Japanese actress and television personality (born 2001)

Yūka Kageyama (影山 優佳, Kageyama Yūka) is a Japanese actress and television personality. She gained widespread recognition for her football expertise and commentary, particularly during the 2022 FIFA World Cup, and has continued her football-related media work alongside her entertainment career, including coverage of the 2026 FIFA World Cup.

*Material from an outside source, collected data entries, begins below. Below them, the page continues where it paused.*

//! Formatting helpers shared by event rendering and the CLI.

use chrono::{DateTime, Utc};

const UNITS: &[&str] = &["K", "M", "G", "T"];

/// Format a byte count with a binary unit (e.g., "24.0M").
pub fn format_bytes(bytes: i64) -> String {
    let sign = if bytes < 0 { "-" } else { "" };
    let mut value = bytes.unsigned_abs() as f64;
    if value < 1024.0 {
        return format!("{sign}{}B", bytes.unsigned_abs());
    }
    let mut unit = UNITS[0];
    value /= 1024.0;
    for next in &UNITS[1..] {
        if value < 1024.0 {
            break;
        }
        value /= 1024.0;
        unit = next;
    }
    format!("{sign}{value:.1}{unit}")
}

/// Format an optional byte count, or "?" if unknown.
pub fn format_bytes_opt(bytes: Option<i64>) -> String {
    bytes.map_or_else(|| "?".to_string(), format_bytes)
}

/// Format milliseconds with microsecond precision (e.g., "3.200ms").
pub fn format_ms(ms: f64) -> String {
    format!("{ms:.3}ms")
}

/// Format optional milliseconds, or "?" if unknown.
pub fn format_ms_opt(ms: Option<f64>) -> String {
    ms.map_or_else(|| "?".to_string(), format_ms)
}

/// Format an uptime in ms as seconds since JVM start (e.g., "12.345s").
pub fn format_uptime(ms: f64) -> String {
    format!("{:.3}s", ms / 1000.0)
}

/// Format a wall-clock timestamp with millisecond precision.
pub fn format_timestamp(ts: DateTime<Utc>) -> String {
    ts.format("%Y-%m-%dT%H:%M:%S%.3fZ").to_string()
}

pub fn format_percent(value: f64) -> String {
    format!("{value:.2}%")
}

Kageyama began her career as a member of the girl group Hinatazaka46 (formerly Hiragana Keyakizaka46) from 2016 to 2023. She made her acting debut in the group's television drama Re:Mind (2017) and made her film debut in Kaguya-sama Final: Love Is War (2021). After departing from Hinatazaka46, she joined the Production Ogi agency and has since expanded her career as an actress and television personality, appearing in television dramas, films, stage productions, variety programs, and commercials. Her notable works include Hakobiya (2024), the first stage adaptation of Future Boy Conan (2024), Mr. Mikami's Classroom, Synanthrope, and Salary Man Kintaro (all 2025). She also released her first essay collection in 2026.

== Career ==
=== 2015–2018: Early career, acting debut ===
In 2015, Kageyama took part in the second AKB48 Group Draft Conference, a joint audition held by AKB48 and its Japan-based sister groups. She advanced to the final round, but was not selected to become a trainee.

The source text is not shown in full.